Both jurisdictions are designed to be effectively tax-neutral at the vehicle level, but reach it differently. Luxembourg achieves neutrality largely through deductibility, as payments to investors generally reduce the vehicle's taxable base, and its extensive double-tax-treaty network can be valuable where underlying assets generate cross-border income. Cayman benefits from the absence of direct corporate, income, capital gains or withholding taxes locally, so neutrality is structural rather than achieved through deductions, but it has no treaty network, which can matter where treaty relief on underlying income would otherwise apply.

Both frameworks allow multiple ring-fenced pools under a single issuer. Luxembourg uses statutory compartments within the securitisation undertaking; Cayman uses segregated portfolios within an SPC. In both cases the liabilities of one cell or compartment cannot be satisfied from the assets of another, and both, when properly drafted, support the bankruptcy-remote features investors expect. The practical differences lie in the surrounding statutory certainty and how the segregation is recognised by counterparties and courts.
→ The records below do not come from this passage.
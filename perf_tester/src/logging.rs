//!
//! The logging configuration.
//!

use std::path::Path;
use std::path::PathBuf;

use tracing::Dispatch;
use tracing::Level;
use tracing_appender::non_blocking::WorkerGuard;
use tracing_subscriber::EnvFilter;

///
/// The logging configuration.
///
/// Turned into a dispatcher which the caller installs for the scope of a run,
/// so that nothing is configured process-wide.
///
#[derive(Debug, Clone)]
pub struct Logging {
    /// The maximal level of recorded events.
    pub level: Level,
    /// The log file, or `stderr` if unset.
    pub path: Option<PathBuf>,
}

impl Logging {
    ///
    /// Creates the configuration from the command line flags.
    ///
    /// `debug` takes precedence over `quiet`.
    ///
    pub fn new(debug: bool, quiet: bool, path: Option<PathBuf>) -> Self {
        let level = if debug {
            Level::DEBUG
        } else if quiet {
            Level::WARN
        } else {
            Level::INFO
        };
        Self { level, path }
    }

    ///
    /// Returns the event filter for the tester crates.
    ///
    pub fn filter(&self) -> EnvFilter {
        let level = self.level.to_string().to_lowercase();
        EnvFilter::try_new(format!("perf_tester={level},perf_report={level}"))
            .unwrap_or_else(|_| EnvFilter::new("info"))
    }

    ///
    /// Builds the dispatcher.
    ///
    /// The returned guard must be kept alive until the last event is written.
    ///
    pub fn dispatch(&self) -> anyhow::Result<(Dispatch, Option<WorkerGuard>)> {
        let builder = tracing_subscriber::fmt()
            .with_env_filter(self.filter())
            .with_ansi(false)
            .with_target(false);

        match self.path.as_ref() {
            Some(path) => {
                let file_name = path
                    .file_name()
                    .ok_or_else(|| anyhow::anyhow!("Log file path {path:?} has no file name"))?;
                let directory = match path.parent() {
                    Some(parent) if !parent.as_os_str().is_empty() => parent,
                    _ => Path::new("."),
                };
                std::fs::create_dir_all(directory).map_err(|error| {
                    anyhow::anyhow!("Log directory {directory:?} creating: {error}")
                })?;

                let appender = tracing_appender::rolling::never(directory, file_name);
                let (writer, guard) = tracing_appender::non_blocking(appender);
                let subscriber = builder.with_writer(writer).finish();
                Ok((Dispatch::new(subscriber), Some(guard)))
            }
            None => {
                let subscriber = builder.with_writer(std::io::stderr).finish();
                Ok((Dispatch::new(subscriber), None))
            }
        }
    }
}
//!
//! The run parameter source of reloaded tests.
//!

///
/// Where reloaded tests take `numjobs` and `iodepth` from.
///
#[derive(Debug, Default, Clone, Copy, PartialEq, Eq)]
pub enum ParameterSource {
    /// The current invocation.
    #[default]
    Invocation,
    /// The persisted document.
    Document,
}

impl std::str::FromStr for ParameterSource {
    type Err = anyhow::Error;

    fn from_str(string: &str) -> Result<Self, Self::Err> {
        match string {
            "invocation" => Ok(Self::Invocation),
            "document" => Ok(Self::Document),
            string => anyhow::bail!(
                "Unknown parameter source `{string}`. Supported sources: {}",
                vec![Self::Invocation, Self::Document]
                    .into_iter()
                    .map(|source| source.to_string())
                    .collect::<Vec<String>>()
                    .join(", ")
            ),
        }
    }
}

impl std::fmt::Display for ParameterSource {
    fn fmt(&self, f: &mut std::fmt::Formatter<'_>) -> std::fmt::Result {
        match self {
            Self::Invocation => write!(f, "invocation"),
            Self::Document => write!(f, "document"),
        }
    }
}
Distribution reach is often the deciding factor. A Luxembourg vehicle's EU domicile is advantageous where the target audience is European private banks and institutional investors, who frequently prefer, or in some cases require, an onshore EU issuer for internal credit, compliance and distribution policies. A Cayman vehicle is broadly accepted across global institutional markets and is particularly common where distribution is international rather than EU-centric; some European private-banking channels, however, apply additional scrutiny to offshore issuers, so the audience should be mapped before the domicile is fixed.

On cost and speed, Cayman is generally associated with rapid set-up and competitive ongoing costs, with fewer mandatory local-substance and audit obligations than a regulated EU vehicle, though economic substance rules and administration still apply. Luxembourg vehicles can involve higher set-up and running costs, particularly where regulated status, local directors and more extensive substance are required, but deliver the offsetting benefits of EU domicile and statutory certainty.

A useful way to frame the choice: lean Luxembourg when the investor base is predominantly European, when EU domicile materially improves bankability and distribution, when the option of regulated status is valued, or when treaty access on underlying income matters; lean Cayman when distribution is global rather than EU-centric, when speed and cost efficiency are priorities, or when the sponsor and investors already transact comfortably with offshore vehicles. The two are often complementary rather than competing, since the same sponsor may run European-facing strategies through a Luxembourg compartment and globally distributed strategies through a Cayman segregated portfolio. The right answer follows from where the AMC will be distributed and who is expected to hold it.

This article is for informational purposes only and is intended for professional investors. It does not constitute legal, tax, financial or investment advice, nor an offer of any security.